Tuesday, April 24, 2012

Sunday Night Dinners

It's been awhile, and this time I'm hoping to be a little more diligent in my posting. I'm not really a foodie, but more of a fatty. I just like to eat. Sometimes I still think about becoming a line cook in my spare time, but realized that the real enjoyment in cooking is sharing that experience with the people I love, whether it's learning new dishes from my mother, being a breakfast slave for my sister, and most recently, cooking Sunday night dinners with my fiance, Joe.

Two of my favorites over the past couple of weekends (and how to put them together!):

Chicken Parmesan and Wheat Noodles
Ok, this one requires special equipment, but ever since we discovered fresh homemade pasta, it's hard to justify not taking the time to make it!

I used this recipe to make the pasta: http://allrecipes.com/recipe/whole-wheat-pasta/
To it, I added about 1 Tbsp of Herb de Provence to the flour before I beat the eggs in. If you mix it in a stand-mixer, there's a chance that it won't come together right away. Once the egg seems to have been mixed into the flour, you'll have to knead it by hand to get it to come together. And don't skip the part where you let it rest, or else the gluten strands won't form correctly.

To make the chicken parmesan first pound out some chicken breast until it's about 1/2 an inch thick. As you pound it out, try to make it uniform so the chicken will cook evenly. Season the chicken with some salt and pepper. To coat, first dip it into some flour, then dip it into an egg wash (a beaten egg + 1 T water), and finally dip it into a mixture of regular bread crumbs, panko bread crumbs, parmesan cheese, and Italian seasoning (I'd go 2:2:1 on the bread crumbs to panko to parmesan mixture). Turn your oven to broil and then pre-heat an oven-safe pan with a little (2 T) olive oil over medium heat. Once hot, pan fry your coated chicken, flipping when each side gets golden brown. When the second side is almost done, top with some tomato sauce and mozzarella cheese (to your liking) and stick it in your oven to broil until the cheese gets bubbly and slightly brown.

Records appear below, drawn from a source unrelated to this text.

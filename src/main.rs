use clap::{Parser, ValueEnum};
use miette::{IntoDiagnostic, Result};
use orderflow::application::fulfillment::FulfillmentService;
use orderflow::application::order_engine::{OrderEngine, OrderEngineConfig};
use orderflow::application::payment_engine::{
    DEFAULT_GATEWAY_BASE_URL, PaymentEngine, PaymentEngineConfig,
};
use orderflow::domain::ports::{CatalogReaderBox, CatalogStore, OrderStoreBox, PaymentStoreBox};
use orderflow::infrastructure::in_memory::{
    InMemoryCatalog, InMemoryOrderStore, InMemoryPaymentStore,
};
use orderflow::interfaces::csv::command_reader::CommandReader;
use orderflow::interfaces::csv::product_reader::ProductReader;
use orderflow::interfaces::csv::report_writer::ReportWriter;
use std::fs::File;
use std::io::{self, IsTerminal};
use std::path::{Path, PathBuf};
use tracing_subscriber::EnvFilter;
use tracing_subscriber::layer::SubscriberExt;
use tracing_subscriber::util::SubscriberInitExt;

#[derive(Parser)]
#[command(author, version, about, long_about = None)]
struct Cli {
    /// Command script CSV file
    input: PathBuf,

    /// Catalog CSV file loaded before the script runs
    #[arg(long)]
    catalog: Option<PathBuf>,

    /// Path to persistent database (optional). If provided, uses RocksDB.
    #[arg(long)]
    db_path: Option<PathBuf>,

    /// Records to print once the script has run
    #[arg(long, value_enum, default_value_t = Report::Orders)]
    report: Report,

    /// Base URL used to build payment redirect locators
    #[arg(long, default_value = DEFAULT_GATEWAY_BASE_URL)]
    gateway_url: String,
}

#[derive(Clone, Copy, Debug, ValueEnum)]
enum Report {
    Orders,
    Payments,
}

#[tokio::main]
async fn main() -> Result<()> {
    tracing_subscriber::registry()
        .with(EnvFilter::try_from_default_env().unwrap_or_else(|_| EnvFilter::new("info")))
        .with(
            tracing_subscriber::fmt::layer()
                .with_writer(io::stderr)
                .with_ansi(io::stderr().is_terminal()),
        )
        .init();

    let cli = Cli::parse();

    let service = match &cli.db_path {
        Some(db_path) => open_persistent(db_path, &cli).await?,
        None => open_in_memory(&cli).await?,
    };

    // Replay the command script
    let file = File::open(&cli.input).into_diagnostic()?;
    let (mut applied, mut rejected) = (0usize, 0usize);
    for command in CommandReader::new(file).commands() {
        match command {
            Ok(command) => {
                let name = command.name();
                match service.apply(command).await {
                    Ok(_) => applied += 1,
                    Err(e) => {
                        rejected += 1;
                        if e.is_rejection() {
                            tracing::warn!(command = name, error = %e, "failed to apply command");
                        } else {
                            tracing::error!(command = name, error = %e, "failed to apply command");
                        }
                    }
                }
            }
            Err(e) => {
                rejected += 1;
                tracing::warn!(error = %e, "failed to read command");
            }
        }
    }
    tracing::info!(applied, rejected, "replay finished");

    match cli.report {
        Report::Orders => {
            let orders = service.all_orders().await.into_diagnostic()?;
            ReportWriter::new(io::stdout().lock())
                .write_orders(&orders)
                .into_diagnostic()?;
        }
        Report::Payments => {
            let payments = service.all_payments().await.into_diagnostic()?;
            ReportWriter::new(io::stdout().lock())
                .write_payments(&payments)
                .into_diagnostic()?;
        }
    }

    Ok(())
}

async fn open_in_memory(cli: &Cli) -> Result<FulfillmentService> {
    let catalog = InMemoryCatalog::new();
    load_catalog(&catalog, cli.catalog.as_deref()).await?;
    let orders = InMemoryOrderStore::new();

    assemble(
        Box::new(catalog),
        Box::new(orders.clone()),
        Box::new(orders),
        Box::new(InMemoryPaymentStore::new()),
        &cli.gateway_url,
    )
}

#[cfg(feature = "storage-rocksdb")]
async fn open_persistent(db_path: &Path, cli: &Cli) -> Result<FulfillmentService> {
    use orderflow::infrastructure::rocksdb::RocksDBStore;

    let store = RocksDBStore::open(db_path).into_diagnostic()?;
    load_catalog(&store, cli.catalog.as_deref()).await?;

    assemble(
        Box::new(store.clone()),
        Box::new(store.clone()),
        Box::new(store.clone()),
        Box::new(store),
        &cli.gateway_url,
    )
}

#[cfg(not(feature = "storage-rocksdb"))]
async fn open_persistent(db_path: &Path, cli: &Cli) -> Result<FulfillmentService> {
    tracing::warn!(
        db_path = %db_path.display(),
        "WARNING: Persistent storage requested via --db-path, but 'storage-rocksdb' feature is not enabled. Falling back to in-memory storage."
    );
    open_in_memory(cli).await
}

fn assemble(
    catalog: CatalogReaderBox,
    engine_orders: OrderStoreBox,
    payment_orders: OrderStoreBox,
    payments: PaymentStoreBox,
    gateway_url: &str,
) -> Result<FulfillmentService> {
    let orders = OrderEngine::from_config(
        OrderEngineConfig::default()
            .with_order_store(engine_orders)
            .with_catalog(catalog),
    )
    .into_diagnostic()?;

    let payments = PaymentEngine::from_config(
        PaymentEngineConfig::default()
            .with_payment_store(payments)
            .with_order_store(payment_orders)
            .with_gateway_base_url(gateway_url),
    )
    .into_diagnostic()?;

    Ok(FulfillmentService::new(orders, payments))
}

async fn load_catalog<C: CatalogStore>(catalog: &C, path: Option<&Path>) -> Result<()> {
    let Some(path) = path else {
        return Ok(());
    };

    let file = File::open(path).into_diagnostic()?;
    let mut loaded = 0usize;
    for product in ProductReader::new(file).products() {
        match product {
            Ok(product) => {
                catalog.put_product(product).await.into_diagnostic()?;
                loaded += 1;
            }
            Err(e) => tracing::warn!(error = %e, "failed to read product"),
        }
    }
    tracing::info!(loaded, path = %path.display(), "catalog loaded");
    Ok(())
}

If you want to go real intense, go ahead and make your own sauce, it tastes so much better than the jarred stuff, but that's a post for another day (or you can check out one of my earlier posts for a recipe).

Another favorite was...
Tapas Night

This is a great meal to make together because each person can make a different component!

Bacon wrapped Dates stuffed with Manchego Cheese: This is exactly what it sounds like. Slice open a dried date and stuff it with Manchego cheese. Then wrap a piece of bacon around it, secure it with a toothpick, and bake in the over at 350°F until the bacon  has rendered some of it's fat and is browned (to your liking!)

Patatas Bravas: After searching far and wide- this is recipe I ended up going with: http://www.spain-recipes.com/patatas-bravas.html

Gambas al Ajillo (Garlic Shrimp): I have my own method for this, which is probably a bit non-traditional, but I like it. I line an oval ramekin with thin slices of garlic. I place my peeled shrimp on top so that they're touching, but no overlapping. Then I drizzle it with white wine and olive oil and sprinkle some more thinly sliced garlic on top. I let it bake in the oven at 350°F until they're just cooked (I start checking after about 10 minutes) and sprinkle them with some fresh lemon juice and paprika when they come out of the oven. They're super garlicky and super delicious!

Tapas are delicious, but sometimes it's kind of pain to make it for two people (because there are so many ingredients). So I put forth this idea: Tapas parties. We should have parties where everyone tries to make a Spanish tapas. Then we all get together and it's like we're at our favorite Spanish restaurant ordering a multitude of tapas. Everyone wins.